Mother’s Day is always an interesting time of year for me.
Keep reading and I will tell you why this is the case. Here’s a picture of my mummy (yes, that is not a typo – that’s how we spell it where I grew up in the UK).
The picture was captured back in the 1960s when my parents decided to flee the Nigerian Civil war (also known as the Biafran war) and emigrate from Lagos, Nigeria to the UK. As immigrants they decided to settle in London – young, eager and full of life they made a new home for themselves almost 5,000 miles away from where they grew up.
I can see the joy in my mum’s eyes – a world full of dreams ahead of her – as she was ready to embrace the adventure of a lifetime.
Over the years she worked with my dad to build a comfortable family home for my sister, my two younger brothers and myself.
Although much of my youth is a blur, I do remember being eleven standing dockside at Southampton passenger and cargo port located on the south coast of England, waving goodbye to my mum as she boarded a ship to take her back to Nigeria.
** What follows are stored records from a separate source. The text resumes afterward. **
//! Upload executor: owns the lifecycle of one direct transfer to the cloud
//! asset host.
//!
//! Sequence per call: validate client-side, acquire a signature, stream the
//! file with progress ticks, parse the host response. Strictly one attempt;
//! there is no automatic retry, no cancellation, and no resume. A failure
//! after the bytes transferred may leave an orphaned asset on the host;
//! nothing here reconciles that.

use anyhow::{Context, Result};
use bytes::Bytes;
use futures::StreamExt;
use serde::Deserialize;
use tidecast_core::models::{ResourceKind, UploadSignature, UploadedAsset};
use tidecast_core::{UploadError, UploaderConfig};

use crate::file::FileSource;
use crate::progress::ProgressGauge;
use crate::signer::SignerClient;

/// Host success body. Parsed strictly: an asset is either fully populated
/// or the response is rejected as invalid.
#[derive(Debug, Deserialize)]
struct HostUploadResponse {
    secure_url: Option<String>,
    url: Option<String>,
    public_id: Option<String>,
    resource_type: Option<ResourceKind>,
    format: Option<String>,
    duration: Option<f64>,
}

impl HostUploadResponse {
    fn into_asset(self) -> Result<UploadedAsset, UploadError> {
        let remote_url = self
            .secure_url
            .filter(|u| !u.is_empty())
            .or(self.url.filter(|u| !u.is_empty()))
            .ok_or_else(|| {
                UploadError::InvalidHostResponse(
                    "Host response is missing secure_url/url".to_string(),
                )
            })?;

        let storage_id = self.public_id.filter(|p| !p.is_empty()).ok_or_else(|| {
            UploadError::InvalidHostResponse("Host response is missing public_id".to_string())
        })?;

        let resource_kind = self.resource_type.ok_or_else(|| {
            UploadError::InvalidHostResponse("Host response is missing resource_type".to_string())
        })?;

        let format = self.format.filter(|f| !f.is_empty()).ok_or_else(|| {
            UploadError::InvalidHostResponse("Host response is missing format".to_string())
        })?;

        Ok(UploadedAsset {
            remote_url,
            storage_id,
            resource_kind,
            format,
            duration: self.duration,
        })
    }
}

#[derive(Debug, Deserialize)]
struct HostErrorBody {
    error: Option<HostErrorDetail>,
}

#[derive(Debug, Deserialize)]
struct HostErrorDetail {
    message: Option<String>,
}

#[derive(Clone, Debug)]
pub struct UploadExecutor {
    http: reqwest::Client,
    signer: SignerClient,
    upload_base_url: String,
    chunk_bytes: usize,
}

impl UploadExecutor {
    pub fn new(config: &UploaderConfig) -> Result<Self> {
        let http = reqwest::Client::builder()
            .timeout(config.timeout)
            .build()
            .context("Failed to create HTTP client for uploads")?;

        Ok(Self {
            http,
            signer: SignerClient::new(config)?,
            upload_base_url: config.upload_base_url.clone(),
            chunk_bytes: config.chunk_bytes,
        })
    }

    /// Run one full transfer: validate, sign, stream, parse.
    ///
    /// Progress is driven through `gauge` up to 100% transferred; terminal
    /// `done` is the caller's to emit once the asset has also been
    /// persisted. Errors mark the gauge failed before returning.
    #[tracing::instrument(
        skip(self, file, gauge),
        fields(
            filename = %file.filename,
            bytes = file.len(),
            resource_type = %kind,
        )
    )]
    pub async fn execute(
        &self,
        file: &FileSource,
        kind: ResourceKind,
        folder: Option<&str>,
        accepted_mime_prefix: Option<&str>,
        gauge: &ProgressGauge,
    ) -> Result<UploadedAsset, UploadError> {
        let result = self
            .run(file, kind, folder, accepted_mime_prefix, gauge)
            .await;
        if result.is_err() {
            gauge.failed();
        }
        result
    }

    async fn run(
        &self,
        file: &FileSource,
        kind: ResourceKind,
        folder: Option<&str>,
        accepted_mime_prefix: Option<&str>,
        gauge: &ProgressGauge,
    ) -> Result<UploadedAsset, UploadError> {
        validate(file, accepted_mime_prefix)?;

        gauge.signing();
        let signature = self.signer.request_signature(kind, folder).await?;

        gauge.transferred(0, file.len() as u64);
        let response = self.transfer(file, kind, &signature, folder, gauge).await?;

        let status = response.status();
        if status.is_success() {
            let body = response.text().await.map_err(|e| {
                UploadError::NetworkError(format!("Failed to read host response: {}", e))
            })?;
            let parsed: HostUploadResponse = serde_json::from_str(&body).map_err(|_| {
                UploadError::InvalidHostResponse(
                    "Host reported success but the response body could not be parsed".to_string(),
                )
            })?;
            let asset = parsed.into_asset()?;
            tracing::info!(
                public_id = %asset.storage_id,
                url = %asset.remote_url,
                "Transfer complete"
            );
            Ok(asset)
        } else {
            let body = response.text().await.unwrap_or_else(|_| String::new());
            tracing::warn!(status = %status, "Host rejected upload");
            Err(UploadError::UploadRejected(host_error_message(
                status, &body,
            )))
        }
    }

    async fn transfer(
        &self,
        file: &FileSource,
        kind: ResourceKind,
        signature: &UploadSignature,
        folder: Option<&str>,
        gauge: &ProgressGauge,
    ) -> Result<reqwest::Response, UploadError> {
        let url = format!(
            "{}/v1_1/{}/{}/upload",
            self.upload_base_url,
            signature.cloud_name,
            kind.endpoint()
        );

        let part = progress_part(file, self.chunk_bytes, gauge)?;
        let mut form = reqwest::multipart::Form::new()
            .text("api_key", signature.api_key.clone())
            .text("timestamp", signature.timestamp.to_string())
            .text("signature", signature.signature.clone())
            .text("resource_type", kind.as_str())
            .part("file", part);
        if let Some(folder) = folder {
            form = form.text("folder", folder.to_string());
        }

        self.http
            .post(&url)
            .multipart(form)
            .send()
            .await
            .map_err(|e| {
                if e.is_timeout() {
                    UploadError::Timeout(format!("Transfer did not complete: {}", e))
                } else {
                    UploadError::NetworkError(format!("Transfer failed: {}", e))
                }
            })
    }
}

fn validate(file: &FileSource, accepted_mime_prefix: Option<&str>) -> Result<(), UploadError> {
    if file.is_empty() {
        return Err(UploadError::InvalidInput(
            "Selected file is empty".to_string(),
        ));
    }
    if let Some(prefix) = accepted_mime_prefix {
        if !file.content_type.starts_with(prefix) {
            return Err(UploadError::InvalidInput(format!(
                "Expected a {}* file, got {}",
                prefix, file.content_type
            )));
        }
    }
    Ok(())
}

/// Multipart file part whose body stream reports progress once per chunk.
fn progress_part(
    file: &FileSource,
    chunk_bytes: usize,
    gauge: &ProgressGauge,
) -> Result<reqwest::multipart::Part, UploadError> {
    let data = file.bytes.clone();
    let total = data.len() as u64;
    let chunk = chunk_bytes.max(1);

    let chunks: Vec<Bytes> = (0..data.len())
        .step_by(chunk)
        .map(|offset| data.slice(offset..usize::min(offset + chunk, data.len())))
        .collect();

    let gauge = gauge.clone();
    let mut sent: u64 = 0;
    let stream = futures::stream::iter(chunks).map(move |piece| {
        sent += piece.len() as u64;
        gauge.transferred(sent, total);
        Ok::<Bytes, std::io::Error>(piece)
    });

    reqwest::multipart::Part::stream_with_length(reqwest::Body::wrap_stream(stream), total)
        .file_name(file.filename.clone())
        .mime_str(&file.content_type)
        .map_err(|e| {
            UploadError::InvalidInput(format!(
                "Invalid content type {}: {}",
                file.content_type, e
            ))
        })
}

fn host_error_message(status: reqwest::StatusCode, body: &str) -> String {
    if let Ok(parsed) = serde_json::from_str::<HostErrorBody>(body) {
        if let Some(message) = parsed.error.and_then(|e| e.message) {
            return message;
        }
    }
    let trimmed = body.trim();
    if trimmed.is_empty() {
        format!("Upload rejected with status {}", status)
    } else {
        trimmed.to_string()
    }
}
Her mother had become gravely ill and as she was an only child it was her responsibility to return home and be her mother’s caregiver. As an 11- year-old I couldn’t comprehend what was really happening – but I do remember tears falling down my face as I waved goodbye to my mum while the song “When will I see you again?” by the Three-Degrees played over and over in my young little head.
Little did I know it would be almost 20 years later before I saw my mother again – I’m not really sure why it took that long and there was never any blame or judgment from me or any of my siblings – we simply accepted the situation that mummy was not around. (BTW, my father did a great job bringing up four kids and for the most part we all turned out okay, LOL).
My mother and I never had a super close relationship – but she was my mother – and although she passed away in 2017 in her seventies, there was so much I didn’t ask about how difficult it must have been to be torn away from her family.
Sometimes I wonder how differently things may have turned out if mummy was around…but what I know for sure is – however she came to her decision to leave four kids behind and give up on her dreams – I know it was a difficult and self-less act.
Often, we are standing on the shoulders of other strong, powerful women and we don’t even know it.
And for those Sisters who think they define themselves through fashion today I believe our moms and their mothers proceeded us, so explore your mind for who you really are, lean in and stand tall and proud.
Although my mother and I did not have the typical close-knit mother-daughter relationship that many of my friends have, she set me on my path to the woman I have become today and for that I am grateful.Rest in peace mummy. 1943-2017.
So, take a second to reflect – how are you celebrating your mother and how has she impacted your life and the woman you have become?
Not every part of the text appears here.